Even WITH the pig enzymes, I had to let Chuckweasel have most of them after my damn organs got uppity.  Now, I’m figuring it’s the sauce, since I’ve had both regular hot dogs and little meatballs in a similar sauce PP (Post-Pancreapocolyse) with no trouble.  So the difference between the weenie sauce and the meatball sauce is the bad part.

But still.  I will miss you, little weenies in BBQ sauce.  We had a good run.

And then, as we were packing up to leave, I saw this:


And I felt a little better.



Filed under Chuckweasel, He's the DJ I'm the Rapper, La Vida Loca, Only in Wes' BYGAWD Virginny, Reality Bites, WTF???

19 responses to “This Is How We Do It

  1. I’m sorry you have to give em up! I got my gallbladder removed and now I can’t eat deep fried foods. Wahh! Woe is us.


  2. What the fuck IS that? Miniature Virgin Mary bird baths awaiting burning at the stake? Why on earth did that make you feel better???


    • I have no idea what they were, angels or Virgin Marys (Maries?) — I was afraid to get too close. And I always feel better when I see something truly fucked up, then I know it’s not just me!


  3. This post made me remember the days when they used to have mini weenies already in the can of baked beans. Man, those were the best. I later years, I used to cut up weenies myself to mix in with the beans, but it just wasn’t the same.


  4. Sorry about the weenie sauce, but watching the bride and groom sounded like fun!


  5. Oh great . . . now I’ve got that song stuck in my head. 90’s club flashbacks!! Ahhh.

    What if you tried to get all the sauce off of the weenies and just eat them without? Too sad? I don’t know . . . just trying to help. Sorry about your loss . . . of weenies.

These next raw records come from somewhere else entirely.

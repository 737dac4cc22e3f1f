/// Hostnames considered compliant egress targets. Entries starting with
/// `*.` trust any subdomain of the suffix. Config may append to this list
/// but never remove from it.
pub const DEFAULT_TRUSTED_DOMAINS: [&str; 8] = [
    "api.openai.com",
    "api.anthropic.com",
    "generativelanguage.googleapis.com",
    "api.stripe.com",
    "api.twilio.com",
    "*.fhir.org",
    "localhost",
    "127.0.0.1",
];

/// Allow-list of egress hostnames, built once per engine.
#[derive(Debug, Clone)]
pub struct TrustedDomains {
    entries: Vec<String>,
}

impl Default for TrustedDomains {
    fn default() -> Self {
        Self {
            entries: DEFAULT_TRUSTED_DOMAINS
                .iter()
                .map(|d| d.to_string())
                .collect(),
        }
    }
}

impl TrustedDomains {
    /// Built-in list plus extra entries from configuration.
    pub fn with_extra(extra: &[String]) -> Self {
        let mut trusted = Self::default();
        trusted
            .entries
            .extend(extra.iter().map(|d| d.to_lowercase()));
        trusted
    }

    /// True when the URL's hostname is on the allow-list, exactly or via a
    /// `*.` wildcard suffix. An unparseable URL is never trusted.
    pub fn is_trusted(&self, url: &str) -> bool {
        let Some(hostname) = extract_hostname(url) else {
            return false;
        };
        self.entries.iter().any(|trusted| {
            if let Some(suffix) = trusted.strip_prefix("*.") {
                hostname.ends_with(&format!(".{}", suffix))
            } else {
                hostname == *trusted
            }
        })
    }
}

/// Lowercased hostname of an http(s)/ws(s) URL, without port, path, or
/// userinfo. Returns None for anything that does not look like a URL.
pub fn extract_hostname(url: &str) -> Option<String> {
    let rest = url.split_once("://").map(|(_, r)| r)?;
    let authority = rest.split(['/', '?', '#']).next()?;
    let host_port = authority.rsplit('@').next()?;
    let host = host_port.split(':').next()?;
    if host.is_empty() {
        return None;
    }
    Some(host.to_lowercase())
}

#[cfg(test)]
mod tests {
    use super::*;

    #[test]
    fn test_exact_match() {
        let trusted = TrustedDomains::default();
        assert!(trusted.is_trusted("https://api.openai.com/v1/chat/completions"));
        assert!(trusted.is_trusted("http://localhost:4000/api/data"));
        assert!(trusted.is_trusted("http://127.0.0.1:3000/x"));
        assert!(!trusted.is_trusted("https://evil.example.com/collect"));
    }

    #[test]
    fn test_wildcard_suffix() {
        let trusted = TrustedDomains::default();
        assert!(trusted.is_trusted("https://sandbox.fhir.org/r4/Patient"));
        assert!(!trusted.is_trusted("https://notfhir.org/r4"));
        // A lookalike where the suffix is embedded but not a subdomain.
        assert!(!trusted.is_trusted("https://fhir.org.evil.com/x"));
    }

    #[test]
    fn test_hostname_extraction() {
        assert_eq!(
            extract_hostname("https://API.OpenAI.com/v1"),
            Some("api.openai.com".to_string())
        );
        assert_eq!(
            extract_hostname("wss://stream.example.com:443/feed"),
            Some("stream.example.com".to_string())
        );
        assert_eq!(extract_hostname("not a url"), None);
        assert_eq!(extract_hostname("https://"), None);
    }

    #[test]
    fn test_extra_domains_are_additive() {
        let trusted = TrustedDomains::with_extra(&["api.internal.example".to_string()]);
        assert!(trusted.is_trusted("https://api.internal.example/v2"));
        assert!(trusted.is_trusted("https://api.openai.com/v1"));
    }
}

    • I KNEW if I was gonna ear-worm somebody with that title, it would be you! And I’m gonna wait awhile and then just try some regular Little Smokies — I’ve had kielbasa with no trouble. But wiping off the sauce? No, I would start crying.


  6. I would TOTALLY do a party reception if I had to do it over! Little weenies in BBQ sauce, yum. I have food allergies and one of the things I’ve had to give up is….chocolate. Yeah, it sucks to be us.

    Also, I don’t know why a bunch of birdbaths cheered you up, but Kitten Thunder’s comment made me LOL.


    • CHOCOLATE? Like, all kinds? I don’t eat it a lot, but I think if you told me I couldn’t have any EVER, I’d be in anaphylactic shock before you could say “Pass the Snickers!”


  7. Oh, little weenies…they are my downfall. I usually take the little weenies and wrap them in bacon coated with brown sugar, dark rum and honey. They are like a pork trifecta! DAMN..I’m hungry


  8. Carrie - Cannibalistic Nerd

    I gave up pork years and years ago, and one of the things I really miss is the weenies in red sauce.